The problem —
Retype, word for word, each line between the lines holding "- leave_date: now" and "error during insert", inclusive, and leave the rest of the data alone.

*** Begin section ***

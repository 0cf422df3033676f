//! Factory methods for creating test data.
//!
//! Each table has its own factory module with a `Factory` builder for customization and a
//! `create_*` convenience function for quick default creation. Factories insert directly
//! through the entity layer, bypassing repositories and services, so tests can stage any
//! state (including backdated timestamps) without going through the lifecycle rules.
//!
//! # Basic Usage
//!
//! ```rust,ignore
//! use test_utils::factory;
//!
//! let quest = factory::create_quest(&db, "1000").await?;
//! let progress = factory::create_progress(&db, &quest, "42").await?;
//! ```
//!
//! # Customization
//!
//! ```rust,ignore
//! use chrono::{Duration, Utc};
//! use test_utils::factory::quest_progress::QuestProgressFactory;
//!
//! let rejected = QuestProgressFactory::new(&db, &quest, "42")
//!     .status("rejected")
//!     .completed_at(Utc::now() - Duration::hours(25))
//!     .build()
//!     .await?;
//! ```
//!
//! # Available Factories
//!
//! - `quest` - Create quest catalog entries
//! - `quest_progress` - Create per-user progress rows
//! - `leaderboard` - Create ledger entries
//! - `departed_member` - Create departure history rows
//! - `welcome_automation` - Create welcome/mentorship records
//! - `helpers` - ID generation and multi-entity helpers

pub mod departed_member;
pub mod helpers;
pub mod leaderboard;
pub mod quest;
pub mod quest_progress;
pub mod welcome_automation;

pub use departed_member::create_departure;
pub use leaderboard::create_entry;
pub use quest::{create_quest, create_starter_quest};
pub use quest_progress::create_progress;
pub use welcome_automation::create_welcome;
//! Departed member factory for creating departure history.

use crate::factory::helpers::next_id;
use chrono::{DateTime, Utc};
use sea_orm::{ActiveModelTrait, ActiveValue, DatabaseConnection, DbErr};

/// Factory for creating test departure rows.
pub struct DepartedMemberFactory<'a> {
    db: &'a DatabaseConnection,
    guild_id: String,
    member_id: String,
    username: String,
    leave_date: DateTime<Utc>,
    total_points: i32,
    times_left: i32,
}

impl<'a> DepartedMemberFactory<'a> {
    /// Creates a new DepartedMemberFactory.
    ///
    /// Defaults:
    /// - leave_date: now
    /// - total_points: `0`
    /// - times_left: `1`
    pub fn new(
        db: &'a DatabaseConnection,
        guild_id: impl Into<String>,
        member_id: impl Into<String>,
    ) -> Self {
        Self {
            db,
            guild_id: guild_id.into(),
            member_id: member_id.into(),
            username: format!("departed{}", next_id()),
            leave_date: Utc::now(),
            total_points: 0,
            times_left: 1,
        }
    }

    /// Sets when the member left.
    pub fn leave_date(mut self, leave_date: DateTime<Utc>) -> Self {
        self.leave_date = leave_date;
        self
    }

    /// Sets the points snapshot taken at departure.
    pub fn total_points(mut self, total_points: i32) -> Self {
        self.total_points = total_points;
        self
    }

    /// Sets the departure counter.
    pub fn times_left(mut self, times_left: i32) -> Self {
        self.times_left = times_left;
        self
    }

    /// Builds and inserts the departure row into the database.
    ///
    /// # Returns
    /// - `Ok(entity::departed_member::Model)` - Created departure
    /// - `Err(DbErr)` - Database error during insert
    pub async fn build(self) -> Result<entity::departed_member::Model, DbErr> {
        entity::departed_member::ActiveModel {
            member_id: ActiveValue::Set(self.member_id),
            guild_id: ActiveValue::Set(self.guild_id),
            leave_date: ActiveValue::Set(self.leave_date),
            username: ActiveValue::Set(self.username.clone()),
            display_name: ActiveValue::Set(self.username),
            highest_role: ActiveValue::Set(None),
            total_points: ActiveValue::Set(self.total_points),
            join_date: ActiveValue::Set(None),
            times_left: ActiveValue::Set(self.times_left),
            created_at: ActiveValue::Set(Utc::now()),
        }
        .insert(self.db)
        .await
    }
}

/// Creates a departure row dated at `leave_date`.
pub async fn create_departure(
    db: &DatabaseConnection,
    guild_id: impl Into<String>,
    member_id: impl Into<String>,
    leave_date: DateTime<Utc>,
) -> Result<entity::departed_member::Model, DbErr> {
    DepartedMemberFactory::new(db, guild_id, member_id)
        .leave_date(leave_date)
        .build()
        .await
}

*** End section ***

Response to the exercise —
    /// - leave_date: now
    /// - total_points: `0`
    /// - times_left: `1`
    pub fn new(
        db: &'a DatabaseConnection,
        guild_id: impl Into<String>,
        member_id: impl Into<String>,
    ) -> Self {
        Self {
            db,
            guild_id: guild_id.into(),
            member_id: member_id.into(),
            username: format!("departed{}", next_id()),
            leave_date: Utc::now(),
            total_points: 0,
            times_left: 1,
        }
    }

    /// Sets when the member left.
    pub fn leave_date(mut self, leave_date: DateTime<Utc>) -> Self {
        self.leave_date = leave_date;
        self
    }

    /// Sets the points snapshot taken at departure.
    pub fn total_points(mut self, total_points: i32) -> Self {
        self.total_points = total_points;
        self
    }

    /// Sets the departure counter.
    pub fn times_left(mut self, times_left: i32) -> Self {
        self.times_left = times_left;
        self
    }

    /// Builds and inserts the departure row into the database.
    ///
    /// # Returns
    /// - `Ok(entity::departed_member::Model)` - Created departure
    /// - `Err(DbErr)` - Database error during insert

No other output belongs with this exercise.